Robert F. Kennedy Jr., U.S. President Trump’s nominee to be secretary of Health and Human Services, testifies before a Senate Health, Education, Labor, and Pensions (HELP) Committee confirmation hearing on Capitol Hill in Washington, U.S., January 30, 2025.
Nathan Howard | Reuters
Robert F. Kennedy Jr. cleared a key hurdle Tuesday after a Senate panel voted to advance his nomination to be health and human services secretary to the complete chamber.
In a vote along party lines, the Senate Finance Committee pushed through Kennedy’s nomination after he managed to allay concerns raised by Sen. Bill Cassidy, R-La., over his past anti-vaccine stances.

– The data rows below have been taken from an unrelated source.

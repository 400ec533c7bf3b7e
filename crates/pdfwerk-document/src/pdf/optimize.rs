// SPDX-License-Identifier: PMPL-1.0-or-later
// Copyright (c) 2026 Jonathan D.A. Jewell (hyperpolymath) <jonathan.jewell@open.ac.uk>
//
// lopdf-backed document codec: page counting, lossless restructuring, and
// bitmap page replacement.

use std::path::Path;

use lopdf::{Dictionary, Document, Object, ObjectId, Stream};
use pdfwerk_core::error::{PdfwerkError, Result};
use tracing::{debug, info, instrument, warn};

use super::writer::{image_content, image_resources, jpeg_xobject};
use crate::codec::{DocumentCodec, EncodedPage};

/// US Letter, used when a page and its ancestors carry no usable box.
const LETTER_BOX: [f32; 4] = [0.0, 0.0, 612.0, 792.0];

/// Bounds the /Parent walk on malformed page trees.
const MAX_TREE_DEPTH: usize = 32;

/// Boxes that must not outlive the content they clip.
const STALE_BOXES: [&[u8]; 4] = [b"CropBox", b"TrimBox", b"BleedBox", b"ArtBox"];

/// [`DocumentCodec`] implemented with `lopdf`.
#[derive(Debug, Default, Clone, Copy)]
pub struct LopdfCodec;

impl LopdfCodec {
    pub fn new() -> Self {
        Self
    }
}

fn load(path: &Path) -> Result<Document> {
    Document::load(path).map_err(|err| {
        PdfwerkError::PdfError(format!("failed to open {}: {}", path.display(), err))
    })
}

/// Drop unreachable objects, deflate every stream, and write to `output`.
fn finish_and_save(mut doc: Document, output: &Path) -> Result<()> {
    let pruned = doc.prune_objects();
    let emptied = doc.delete_zero_length_streams();
    doc.renumber_objects();
    doc.compress();
    debug!(
        pruned = pruned.len(),
        empty_streams = emptied.len(),
        "Document restructured"
    );
    doc.save(output).map_err(|err| {
        PdfwerkError::PdfError(format!("failed to save {}: {}", output.display(), err))
    })?;
    Ok(())
}

impl DocumentCodec for LopdfCodec {
    fn page_count(&self, path: &Path) -> Result<u32> {
        let doc = Document::load(path).map_err(|err| PdfwerkError::Probe(err.to_string()))?;
        Ok(doc.get_pages().len() as u32)
    }

    #[instrument(skip(self), fields(input = %input.display(), output = %output.display()))]
    fn save_lossless(&self, input: &Path, output: &Path) -> Result<()> {
        let doc = load(input)?;
        finish_and_save(doc, output)?;
        info!("Lossless pass written");
        Ok(())
    }

    #[instrument(skip(self, pages), fields(input = %input.display(), replaced = pages.len()))]
    fn replace_with_bitmaps(&self, input: &Path, output: &Path, pages: &[EncodedPage]) -> Result<()> {
        let mut doc = load(input)?;
        let page_ids = doc.get_pages();

        for page in pages {
            let Some(&page_id) = page_ids.get(&page.page_number) else {
                warn!(page = page.page_number, "Page vanished between render and replace");
                continue;
            };
            replace_page(&mut doc, page_id, page)?;
        }

        finish_and_save(doc, output)
    }
}

/// Point `page_id` at a fresh image XObject and a content stream that paints
/// it over the page's visible area.
fn replace_page(doc: &mut Document, page_id: ObjectId, page: &EncodedPage) -> Result<()> {
    let visible = effective_box(doc, page_id);
    let rotation = inherited_attribute(doc, page_id, b"Rotate")
        .and_then(|rotate| rotate.as_i64().ok())
        .unwrap_or(0)
        .rem_euclid(360);

    // The rendered bitmap already shows the page upright, so a rotated page
    // becomes an unrotated one with its width and height swapped.
    let [x0, y0, x1, y1] = visible;
    let (width, height) = ((x1 - x0).abs(), (y1 - y0).abs());
    let media_box = match rotation {
        0 => visible,
        90 | 270 => [0.0, 0.0, height, width],
        _ => [0.0, 0.0, width, height],
    };

    let image_id = doc.add_object(jpeg_xobject(&page.image));
    let content_id = doc.add_object(Stream::new(Dictionary::new(), image_content(media_box)?));

    let dict = doc.get_dictionary_mut(page_id).map_err(|err| {
        PdfwerkError::PdfError(format!("page {} is not a dictionary: {}", page.page_number, err))
    })?;
    for key in STALE_BOXES {
        dict.remove(key);
    }
    dict.remove(b"Rotate");
    dict.set(
        "MediaBox",
        Object::Array(media_box.iter().copied().map(Object::Real).collect()),
    );
    dict.set("Resources", Object::Dictionary(image_resources(image_id)));
    dict.set("Contents", Object::Reference(content_id));

    debug!(page = page.page_number, rotation, ?media_box, "Page replaced with bitmap");
    Ok(())
}

/// The page's CropBox, else its MediaBox, else US Letter. Both boxes are
/// inheritable from ancestor /Pages nodes.
fn effective_box(doc: &Document, page_id: ObjectId) -> [f32; 4] {
    [b"CropBox".as_slice(), b"MediaBox".as_slice()]
        .into_iter()
        .find_map(|key| inherited_attribute(doc, page_id, key).and_then(|obj| parse_box(doc, obj)))
        .unwrap_or(LETTER_BOX)
}

/// Look `key` up on the node and then on each /Parent, returning the first
/// hit with references resolved.
pub(crate) fn inherited_attribute<'a>(
    doc: &'a Document,
    node_id: ObjectId,
    key: &[u8],
) -> Option<&'a Object> {
    let mut current = node_id;
    for _ in 0..MAX_TREE_DEPTH {
        let dict = doc.get_dictionary(current).ok()?;
        if let Ok(value) = dict.get(key) {
            return resolve(doc, value);
        }
        current = dict.get(b"Parent").ok()?.as_reference().ok()?;
    }
    None
}

fn resolve<'a>(doc: &'a Document, object: &'a Object) -> Option<&'a Object> {
    match object {
        Object::Reference(id) => doc.get_object(*id).ok(),
        other => Some(other),
    }
}

fn parse_box(doc: &Document, object: &Object) -> Option<[f32; 4]> {
    let values = object.as_array().ok()?;
    if values.len() != 4 {
        return None;
    }
    let mut rect = [0.0f32; 4];
    for (slot, value) in rect.iter_mut().zip(values) {
        *slot = resolve(doc, value)?.as_float().ok()?;
    }
    Some(rect)
}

Cassidy, a health care provider, signaled he held serious reservations over whether Kennedy was qualified to steer the vast agency, saying he was “struggling” together with his decision after questioning him at two confirmation hearings last week. Along with the Finance Committee, Cassidy serves as chair of the Health, Education, Labor and Pensions Committee.
In a press release posted to X before Tuesday’s vote, Cassidy said he had “very intense conversations” with Kennedy and the White House over the weekend, specifically thanking Vice President JD Vance “for his honest counsel.”
“With the intense commitments I’ve received from the administration and the chance to make progress on the problems we agree on like healthy foods and a pro-American agenda, I’ll vote yes,” Cassidy said.
A scion of the storied Democratic family, Kennedy ran for president 2024, first as a Democrat after which as an independent, before dropping out to endorse Trump. While hitting the trail for Trump, Kennedy branded a “Make America Healthy Again” campaign, where he railed against food manufacturers and unhealthy ingredients within the nation’s food plan.
While some senators in each parties expressed support for making food products safer, two days of questioning last week revealed other significant objections to Kennedy.
Kennedy tripped up in answering basic questions on Medicaid, an area that constitutes a serious a part of the job of health secretary. Democratic senators objected to what they called significant conflicts of interest should he be confirmed, including that he could not directly financially profit from pending litigation against a vaccine maker that he would regulate as HHS secretary.
But amongst essentially the most vociferous objections to Kennedy got here around his repeated denials of the efficacy of vaccines. In a single committee hearing last week, Cassidy repeatedly took Kennedy to task for his refusal to embrace science showing vaccines don’t cause autism.
“I can say that I’ve approached it using the preponderance of evidence to reassure and you’ve got approached using chosen evidence to solid doubt,” Cassidy said last week.
Cassidy is up for reelection in 2026. He has already drawn a GOP primary challenger over his vote to convict Trump in his 2021 impeachment trial.